Engineers now have to drill 1,500 metres (nearly 5,000 feet) in some areas before reaching the aquifer.

Qat is an evergreen shrub native to the Arabian Peninsula and the Horn of Africa, and chewing its leaves and shoots as a stimulant dates back centuries.

But it is only in the past half century that its consumption has spread from the elite to become a focal point of Yemeni social and business life.

For Yemeni men, an afternoon chewing qat while decked out in traditional robes is an opportunity to cement social ties, seal business deals, or debate the issues of the day. But increasing numbers of women and teenagers also indulge in the habit.

Sales of qat in Yemen are estimated to run to $800 million (5.8 million euros) a year, a huge sum in a country ranked by the United Nations as 160th in the world for human development, the lowest in Asia bar war-torn Afghanistan.

Only 10,000 hectares (25,000 acres) were given over to cultivation of the crop in the 1970s.

But by 2012 that figure had risen to 167,602 hectares (414,153 acres), accounting for 12 percent of Yemen's arable land.

Its attraction to farmers is not difficult to understand. According to the agriculture ministry, qat can earn $12,500 a hectare ($5,000 an acre), three times the revenue of any other crop.

A bundle of qat, a flowering plant which contains an amphetamine-like property that has been used as a stimulant for centuries i
A bundle of qat, a flowering plant which contains an amphetamine-like property that has been used as a stimulant for centuries in the Horn of Africa and the Arabian Peninsula, pictured in London, on February 28, 2013

It takes five years to get a harvest from a fruit tree but just a few months for a qat plant, and it can be harvested as many as four times a year.

Lucrative but thirsty

But each crop comes at a heavy cost in usage as the plants are watered heavily for a month before harvesting to ensure that the tender leaves and shoots that users chew are as soft and moist as possible.

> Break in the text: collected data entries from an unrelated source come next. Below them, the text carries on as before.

/// Run every structural check and return all failures found, in the order
/// the original checks ran.
#[must_use]
pub fn validate_graph_config(config: &GraphConfig) -> Vec<ValidationError> {
    let mut errors = Vec::new();
    let nodes = &config.graph.nodes;
    let edges = &config.graph.edges;
    let entrypoints = &config.graph.entrypoints;

    if nodes.is_empty() {
        errors.push(ValidationError::new(
            ValidationErrorCode::EmptyGraph,
            "graph.nodes",
            "Graph must contain at least one node.",
        ));
        return errors;
    }

    let node_ids: Vec<&str> = nodes.iter().map(|n| n.id.as_str()).collect();
    let node_id_set: FxHashSet<String> = nodes.iter().map(|n| n.id.clone()).collect();

    let mut seen = HashSet::new();
    let mut duplicates: Vec<&str> = Vec::new();
    for &id in &node_ids {
        if !seen.insert(id) && !duplicates.contains(&id) {
            duplicates.push(id);
        }
    }
    if !duplicates.is_empty() {
        duplicates.sort_unstable();
        errors.push(ValidationError::new(
            ValidationErrorCode::DuplicateNodeId,
            "graph.nodes",
            format!("Node IDs must be unique. Duplicates: {duplicates:?}."),
        ));
    }

    if entrypoints.len() != 1 {
        errors.push(ValidationError::new(
            ValidationErrorCode::MultipleEntrypointsUnsupported,
            "graph.entrypoints",
            "Current runtime requires exactly one entrypoint.",
        ));
    }

    for (idx, entrypoint) in entrypoints.iter().enumerate() {
        if !node_id_set.contains(entrypoint) {
            errors.push(ValidationError::new(
                ValidationErrorCode::EntrypointNotFound,
                format!("graph.entrypoints[{idx}]"),
                format!("Entrypoint '{entrypoint}' does not exist in graph.nodes."),
            ));
        }
    }

    let mut state_paths: FxHashSet<&str> = config.state.state_schema.keys().map(String::as_str).collect();
    state_paths.extend(BUILTIN_STATE_PATHS);

    let mut edges_by_source: HashMap<&str, Vec<(usize, &Edge)>> = HashMap::new();
    for (idx, edge) in edges.iter().enumerate() {
        let edge_path = format!("graph.edges[{idx}]");
        edges_by_source.entry(edge.from_node.as_str()).or_default().push((idx, edge));

        if edge.from_node == "START" {
            errors.push(ValidationError::new(
                ValidationErrorCode::EdgeFromStartForbidden,
                format!("{edge_path}.from_node"),
                "Uses graph.entrypoints[]; START edges are not allowed.",
            ));
        } else if edge.from_node == "END" {
            errors.push(ValidationError::new(
                ValidationErrorCode::EdgeFromEndForbidden,
                format!("{edge_path}.from_node"),
                "END cannot be used as an edge source.",
            ));
        } else if !node_id_set.contains(&edge.from_node) {
            errors.push(ValidationError::new(
                ValidationErrorCode::EdgeSourceNotFound,
                format!("{edge_path}.from_node"),
                format!("Edge source '{}' does not exist.", edge.from_node),
            ));
        }

        if edge.to_node == "START" {
            errors.push(ValidationError::new(
                ValidationErrorCode::EdgeToStartForbidden,
                format!("{edge_path}.to_node"),
                "START cannot be used as an edge target.",
            ));
        } else if edge.to_node != "END" && !node_id_set.contains(&edge.to_node) {
            errors.push(ValidationError::new(
                ValidationErrorCode::EdgeTargetNotFound,
                format!("{edge_path}.to_node"),
                format!("Edge target '{}' does not exist.", edge.to_node),
            ));
        }

        if let Some(EdgeWhen::Custom(pred)) = &edge.when {
            if !state_paths.contains(pred.state_path.as_str()) {
                errors.push(ValidationError::new(
                    ValidationErrorCode::PredicateStatePathMissing,
                    format!("{edge_path}.when.state_path"),
                    format!(
                        "Predicate state_path '{}' is missing in state.schema and is not a built-in state path.",
                        pred.state_path
                    ),
                ));
            }
        }
    }

    for (source, entries) in &edges_by_source {
        let default_edges: Vec<_> = entries.iter().filter(|(_, e)| e.when.is_none()).collect();
        if default_edges.len() > 1 {
            errors.push(ValidationError::new(
                ValidationErrorCode::MultipleDefaultEdges,
                format!("graph.edges[{}].when", default_edges[1].0),
                format!("Node '{source}' has more than one unconditional edge."),
            ));
        }

        let has_tool_edges: Vec<_> = entries
            .iter()
            .filter(|(_, e)| matches!(&e.when, Some(EdgeWhen::Builtin(BuiltinEdgeCondition::HasToolCalls))))
            .collect();
        let no_tool_edges: Vec<_> = entries
            .iter()
            .filter(|(_, e)| matches!(&e.when, Some(EdgeWhen::Builtin(BuiltinEdgeCondition::NoToolCalls))))
            .collect();
        let custom_edges: Vec<_> = entries.iter().filter(|(_, e)| matches!(&e.when, Some(EdgeWhen::Custom(_)))).collect();

        if has_tool_edges.len() > 1 {
            errors.push(ValidationError::new(
                ValidationErrorCode::DuplicateHasToolCallsEdge,
                format!("graph.edges[{}].when", has_tool_edges[1].0),
                format!("Node '{source}' has duplicate has_tool_calls edges."),
            ));
        }
        if no_tool_edges.len() > 1 {
            errors.push(ValidationError::new(
                ValidationErrorCode::DuplicateNoToolCallsEdge,
                format!("graph.edges[{}].when", no_tool_edges[1].0),
                format!("Node '{source}' has duplicate no_tool_calls edges."),
            ));
        }
        if (!has_tool_edges.is_empty() || !no_tool_edges.is_empty()) && !custom_edges.is_empty() {
            errors.push(ValidationError::new(
                ValidationErrorCode::MixedBuiltinAndCustomRouting,
                format!("graph.edges[{}].when", custom_edges[0].0),
                format!("Node '{source}' mixes built-in tool routing and custom predicates."),
            ));
        }
    }

    let adjacency = build_adjacency(edges, &node_id_set);
    let reachable = reachable_from_entrypoints(entrypoints, &adjacency);
    let mut unreachable: Vec<&str> = node_ids.iter().filter(|id| !reachable.contains(*id)).copied().collect();
    if !unreachable.is_empty() {
        unreachable.sort_unstable();
        errors.push(ValidationError::new(
            ValidationErrorCode::UnreachableNode,
            "graph.nodes",
            format!("Unreachable nodes from entrypoints: {unreachable:?}."),
        ));
    }

    if !is_end_reachable(entrypoints, edges) {
        errors.push(ValidationError::new(
            ValidationErrorCode::EndUnreachable,
            "graph.edges",
            "No execution path from entrypoints can reach END.",
        ));
    }

    if has_cycle(&adjacency) && config.limits.max_steps == 0 && config.limits.max_time_s == 0 {
        errors.push(ValidationError::new(
            ValidationErrorCode::CycleLimitsRequired,
            "limits",
            "Graphs with cycles require max_steps or max_time_s limits.",
        ));
    }

    // max_steps/max_time_s of 0 is the explicit "no limit" sentinel the cycle
    // check above depends on; anything else must fall inside the documented
    // range. max_concurrency has no such sentinel.
    if config.limits.max_time_s > MAX_TIME_S_CEILING {
        errors.push(ValidationError::new(
            ValidationErrorCode::LimitOutOfRange,
            "limits.max_time_s",
            format!("max_time_s must be 0 (unlimited) or at most {MAX_TIME_S_CEILING}, got {}.", config.limits.max_time_s),
        ));
    }
    if config.limits.max_steps > MAX_STEPS_CEILING {
        errors.push(ValidationError::new(
            ValidationErrorCode::LimitOutOfRange,
            "limits.max_steps",
            format!("max_steps must be 0 (unlimited) or at most {MAX_STEPS_CEILING}, got {}.", config.limits.max_steps),
        ));
    }
    if !MAX_CONCURRENCY_RANGE.contains(&config.limits.max_concurrency) {
        errors.push(ValidationError::new(
            ValidationErrorCode::LimitOutOfRange,
            "limits.max_concurrency",
            format!(
                "max_concurrency must be within {}..={}, got {}.",
                MAX_CONCURRENCY_RANGE.start(),
                MAX_CONCURRENCY_RANGE.end(),
                config.limits.max_concurrency
            ),
        ));
    }

    for (idx, node) in nodes.iter().enumerate() {
        if let NodeKind::Tool(tool_config) = &node.kind {
            if !TOOL_TIMEOUT_SECONDS_RANGE.contains(&tool_config.timeout_seconds) {
                errors.push(ValidationError::new(
                    ValidationErrorCode::ToolTimeoutOutOfRange,
                    format!("graph.nodes[{idx}].config.timeout_seconds"),
                    format!(
                        "timeout_seconds must be within {}..={}, got {}.",
                        TOOL_TIMEOUT_SECONDS_RANGE.start(),
                        TOOL_TIMEOUT_SECONDS_RANGE.end(),
                        tool_config.timeout_seconds
                    ),
                ));
            }
        }
    }

    errors
}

One day's supply of qat for a single user requires an estimated 500 litres (130 gallons) of water to produce.

In Sanaa province alone, there are 4,000 wells drilled without authorisation to irrigate qat, water expert Omar Madhaji said.

Excessive pumping is lowering the level of the water table by three to six metres (10 to 20 feet) a year, he warned.

Geologist Ismael al-Janad said that the Sanaa basin aquifer was being drained at an unsustainable rate.

"The only alternative to the depletion of the water table is to take urgent measures to prohibit the use of water pumped from the aquifer for irrigation," he said.

Water Minister Abdo Razaz Saleh acknowledged that the government had failed to stop unlicensed companies from digging deep wells.

A local farmer sprays sand on qat trees in a field on the outskirts of the Yemeni capital Sanaa, on January 2, 2012, using a tra
A local farmer sprays sand on qat trees in a field on the outskirts of the Yemeni capital Sanaa, on January 2, 2012, using a traditional organic method of protecting crops from insects and the winter cold

He said 150 such companies operate in Sanaa alone, among 950 nationwide.

The upshot is that in a country that enjoys much higher rainfall that its mainly desert neighbour Saudi Arabia, mains water is heavily rationed, even for those who have it.

In Sanaa, a city of some three million people, only 45 percent of households have mains water and the taps are switched on just twice a week, water authority chief Ali al-Sarimi said.

Everyone else relies on privately owned boreholes.

"Most people in this area depend on the well," said Bashir Nashwan as he queued at one Sanaa pumping station.

"The water is provided by a generous donor. But it is always crowded and we have to queue for hours."

Sarifi said just a third of the three billion cubic metres (106 billion cubic feet) of water that Yemen consumes each year comes from renewable sources.

The rest comes from aquifers that have taken millions of years to form and cannot be replaced.